▸ **To do**:
Word for word, restate the entries below from their first line through the line that contains "governing permissions and".
(Source material)
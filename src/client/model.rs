// This file is part of the terraform-provider-cloudbolt project
//
// Copyright (C) ANEO, 2024-2024. All rights reserved.
//
// Licensed under the Apache License, Version 2.0 (the "License")
// you may not use this file except in compliance with the License.
// You may obtain a copy of the License at
//
//     http://www.apache.org/licenses/LICENSE-2.0
//
// Unless required by applicable law or agreed to in writing, software
// distributed under the License is distributed on an "AS IS" BASIS,
// WITHOUT WARRANTIES OR CONDITIONS OF ANY KIND, either express or implied.
// See the License for the specific language governing permissions and
// limitations under the License.

//! Documents exchanged with the CloudBolt `/api/v2` and OneFuse `/api/v3/onefuse` endpoints
//!
//! Only the fields consumed by the provider are modeled.
//! Every field defaults when absent: the API omits empty links and messages.

use serde::{Deserialize, Serialize};
use serde_json::{Map, Value as JsonValue};

/// HAL link
#[derive(Debug, Clone, Default, PartialEq, Eq, Serialize, Deserialize)]
#[serde(default)]
pub struct Link {
    pub href: String,
    pub title: String,
}

impl Link {
    pub fn is_set(&self) -> bool {
        !self.href.is_empty()
    }
}

#[derive(Debug, Clone, Default, Deserialize)]
#[serde(default)]
pub struct SelfLinks {
    #[serde(rename = "self")]
    pub self_link: Link,
}

#[derive(Debug, Clone, Default, Deserialize)]
#[serde(default)]
pub struct OrderLinks {
    #[serde(rename = "self")]
    pub self_link: Link,
    pub jobs: Vec<Link>,
}

/// Blueprint deployment or decommission request
#[derive(Debug, Clone, Default, Deserialize)]
#[serde(default)]
pub struct Order {
    #[serde(rename = "_links")]
    pub links: OrderLinks,
    pub id: String,
    pub name: String,
    pub status: String,
}

/// Detailed progress of an order, only fetched once the order failed
#[derive(Debug, Clone, Default, Deserialize)]
#[serde(default, rename_all = "kebab-case")]
pub struct OrderStatus {
    pub status: String,
    pub output_messages: Vec<String>,
    pub error_messages: Vec<String>,
}

#[derive(Debug, Clone, Default, Deserialize)]
#[serde(default)]
pub struct JobLinks {
    #[serde(rename = "self")]
    pub self_link: Link,
    pub resource: Link,
    pub servers: Vec<Link>,
}

/// Unit of execution of an order or of a resource action
#[derive(Debug, Clone, Default, Deserialize)]
#[serde(default)]
pub struct Job {
    #[serde(rename = "_links")]
    pub links: JobLinks,
    pub id: String,
    pub status: String,
    #[serde(rename = "type")]
    pub job_type: String,
    pub output: String,
    pub errors: String,
}

#[derive(Debug, Clone, Default, Deserialize)]
#[serde(default)]
pub struct ResourceLinks {
    #[serde(rename = "self")]
    pub self_link: Link,
    pub servers: Vec<Link>,
    pub actions: Vec<Link>,
}

#[derive(Debug, Clone, Default, Deserialize)]
#[serde(default)]
pub struct NamedValue {
    pub name: String,
    pub value: JsonValue,
}

/// Deployed blueprint instance
#[derive(Debug, Clone, Default, Deserialize)]
#[serde(default)]
pub struct Resource {
    #[serde(rename = "_links")]
    pub links: ResourceLinks,
    pub id: String,
    pub name: String,
    pub status: String,
    pub attributes: Vec<NamedValue>,
}

#[derive(Debug, Clone, Default, Deserialize)]
#[serde(default, rename_all = "kebab-case")]
pub struct Server {
    #[serde(rename = "_links")]
    pub links: SelfLinks,
    pub hostname: String,
    pub ip: String,
    pub mac: String,
    pub status: String,
    pub power_status: String,
    pub date_added_to_cloudbolt: String,
    pub cpu_cnt: i64,
    pub mem_size: JsonValue,
    pub disk_size: JsonValue,
    pub notes: String,
    pub os_family: String,
    pub labels: Option<Vec<JsonValue>>,
    pub rate_breakdown: Option<Map<String, JsonValue>>,
    pub tech_specific_attributes: Map<String, JsonValue>,
    pub disks: Vec<Map<String, JsonValue>>,
    pub networks: Vec<Map<String, JsonValue>>,
    pub attributes: Vec<NamedValue>,
}

#[derive(Debug, Clone, Default, Deserialize)]
#[serde(default)]
pub struct ActionOrder {
    #[serde(rename = "_links")]
    pub links: SelfLinks,
    pub id: String,
}

#[derive(Debug, Clone, Default, Deserialize)]
#[serde(default)]
pub struct ActionJob {
    #[serde(rename = "_links")]
    pub links: SelfLinks,
}

#[derive(Debug, Clone, Default, Deserialize)]
#[serde(default, rename_all = "kebab-case")]
pub struct ActionResults {
    /// Set when the action ran synchronously
    pub status: String,
    pub error_message: String,
    pub output_message: String,
    pub job: ActionJob,
    pub order: ActionOrder,
}

#[derive(Debug, Clone, Default, Deserialize)]
#[serde(default)]
pub struct RunActionResult {
    pub results: ActionResults,
}

/// Answer to a server decommission: either an order (`ORD-` id) or a job
#[derive(Debug, Clone, Default, Deserialize)]
#[serde(default)]
pub struct DecomResult {
    #[serde(rename = "_links")]
    pub links: SelfLinks,
    pub id: String,
}

#[derive(Debug, Clone, Default, Deserialize)]
#[serde(default, rename_all = "camelCase")]
pub struct JobStatusLinks {
    #[serde(rename = "self")]
    pub self_link: Link,
    pub managed_object: Link,
}

/// OneFuse asynchronous operation record
#[derive(Debug, Clone, Default, Deserialize)]
#[serde(default, rename_all = "camelCase")]
pub struct JobStatus {
    #[serde(rename = "_links")]
    pub links: JobStatusLinks,
    pub id: i64,
    pub job_state: String,
    pub job_type: String,
    pub error_details: JsonValue,
}

#[derive(Debug, Clone, Default, Deserialize)]
#[serde(default)]
pub struct PolicyLinks {
    #[serde(rename = "self")]
    pub self_link: Link,
    pub workspace: Link,
    pub policy: Link,
}

#[derive(Debug, Clone, Default, Deserialize)]
#[serde(default, rename_all = "camelCase")]
pub struct CustomName {
    #[serde(rename = "_links")]
    pub links: PolicyLinks,
    pub id: i64,
    pub name: String,
    pub dns_suffix: String,
}

#[derive(Debug, Clone, Default, Serialize)]
#[serde(rename_all = "camelCase")]
pub struct CustomNameRequest {
    pub naming_policy: String,
    pub workspace: String,
    pub template_properties: Map<String, JsonValue>,
}

#[derive(Debug, Clone, Default, Deserialize)]
#[serde(default)]
pub struct DnsReservation {
    #[serde(rename = "_links")]
    pub links: PolicyLinks,
    pub id: i64,
    pub name: String,
    pub value: String,
    pub zones: Vec<String>,
}

#[derive(Debug, Clone, Default, Serialize)]
#[serde(rename_all = "camelCase")]
pub struct DnsReservationRequest {
    pub name: String,
    pub policy: String,
    pub workspace: String,
    pub value: String,
    pub zones: Vec<String>,
    pub template_properties: Map<String, JsonValue>,
}

/// IP address reserved through a OneFuse IPAM policy
#[derive(Debug, Clone, Default, Deserialize)]
#[serde(default, rename_all = "camelCase")]
pub struct IpamReservation {
    #[serde(rename = "_links")]
    pub links: PolicyLinks,
    pub id: i64,
    pub hostname: String,
    pub ip_address: String,
    pub netmask: String,
    pub gateway: String,
    pub network: String,
    pub subnet: String,
    pub primary_dns: String,
    pub secondary_dns: String,
    pub dns_suffix: String,
    pub nic_label: String,
}

/// Empty fields are left for the policy to fill
#[derive(Debug, Clone, Default, Serialize)]
#[serde(rename_all = "camelCase")]
pub struct IpamReservationRequest {
    pub hostname: String,
    pub policy: String,
    pub workspace: String,
    #[serde(skip_serializing_if = "String::is_empty")]
    pub ip_address: String,
    #[serde(skip_serializing_if = "String::is_empty")]
    pub netmask: String,
    #[serde(skip_serializing_if = "String::is_empty")]
    pub gateway: String,
    #[serde(skip_serializing_if = "String::is_empty")]
    pub network: String,
    #[serde(skip_serializing_if = "String::is_empty")]
    pub subnet: String,
    #[serde(skip_serializing_if = "String::is_empty")]
    pub primary_dns: String,
    #[serde(skip_serializing_if = "String::is_empty")]
    pub secondary_dns: String,
    #[serde(skip_serializing_if = "String::is_empty")]
    pub dns_suffix: String,
    #[serde(skip_serializing_if = "Vec::is_empty")]
    pub dns_search_suffix: Vec<String>,
    #[serde(skip_serializing_if = "String::is_empty")]
    pub nic_label: String,
    pub template_properties: Map<String, JsonValue>,
}

#[derive(Debug, Clone, Default, Deserialize)]
#[serde(default, rename_all = "camelCase")]
pub struct MicrosoftAdComputerAccount {
    #[serde(rename = "_links")]
    pub links: PolicyLinks,
    pub id: i64,
    pub name: String,
    pub final_ou: String,
}

#[derive(Debug, Clone, Default, Serialize)]
#[serde(rename_all = "camelCase")]
pub struct MicrosoftAdComputerAccountRequest {
    #[serde(skip_serializing_if = "String::is_empty")]
    pub name: String,
    #[serde(skip_serializing_if = "String::is_empty")]
    pub final_ou: String,
    pub policy: String,
    pub workspace: String,
    pub template_properties: Map<String, JsonValue>,
}

#[derive(Debug, Clone, Default, Deserialize)]
#[serde(default)]
pub struct Workspace {
    #[serde(rename = "_links")]
    pub links: SelfLinks,
    pub id: i64,
    pub name: String,
}

#[derive(Debug, Clone, Deserialize)]
pub struct Embedded<T> {
    #[serde(rename = "_embedded", default = "Vec::new")]
    pub items: Vec<T>,
}

#[cfg(test)]
mod tests {
    use super::*;

    #[test]
    fn decode_failed_job() {
        let job: Job = serde_json::from_str(
            r#"{
                "_links": {"self": {"href": "/api/v2/jobs/1204/", "title": "Job 1204"}},
                "id": "JOB-1204",
                "status": "FAILURE",
                "type": "deploy_blueprint",
                "output": "starting\n",
                "errors": "quota exceeded\nrollback done\n"
            }"#,
        )
        .unwrap();
        assert_eq!(job.links.self_link.href, "/api/v2/jobs/1204/");
        assert_eq!(job.job_type, "deploy_blueprint");
        assert!(!job.links.resource.is_set());
        assert!(job.links.servers.is_empty());
    }

    #[test]
    fn decode_job_status_with_managed_object() {
        let status: JobStatus = serde_json::from_str(
            r#"{
                "_links": {
                    "self": {"href": "/api/v3/onefuse/jobMetadata/88/"},
                    "managedObject": {"href": "/api/v3/onefuse/customNames/17/"}
                },
                "id": 88,
                "jobState": "Successful"
            }"#,
        )
        .unwrap();
        assert_eq!(status.job_state, "Successful");
        assert_eq!(
            status.links.managed_object.href,
            "/api/v3/onefuse/customNames/17/"
        );
        assert!(status.error_details.is_null());
    }

    #[test]
    fn decode_immediate_action_result() {
        let result: RunActionResult = serde_json::from_str(
            r#"{"results": {"status": "FAILURE", "error-message": "boom", "output-message": ""}}"#,
        )
        .unwrap();
        assert_eq!(result.results.status, "FAILURE");
        assert_eq!(result.results.error_message, "boom");
        assert!(!result.results.job.links.self_link.is_set());
    }
}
(End Source material)
▸ **Output of the task**:
filename src/client/model.rs
// This file is part of the terraform-provider-cloudbolt project
//
// Copyright (C) ANEO, 2024-2024. All rights reserved.
//
// Licensed under the Apache License, Version 2.0 (the "License")
// you may not use this file except in compliance with the License.
// You may obtain a copy of the License at
//
//     http://www.apache.org/licenses/LICENSE-2.0
//
// Unless required by applicable law or agreed to in writing, software
// distributed under the License is distributed on an "AS IS" BASIS,
// WITHOUT WARRANTIES OR CONDITIONS OF ANY KIND, either express or implied.
// See the License for the specific language governing permissions and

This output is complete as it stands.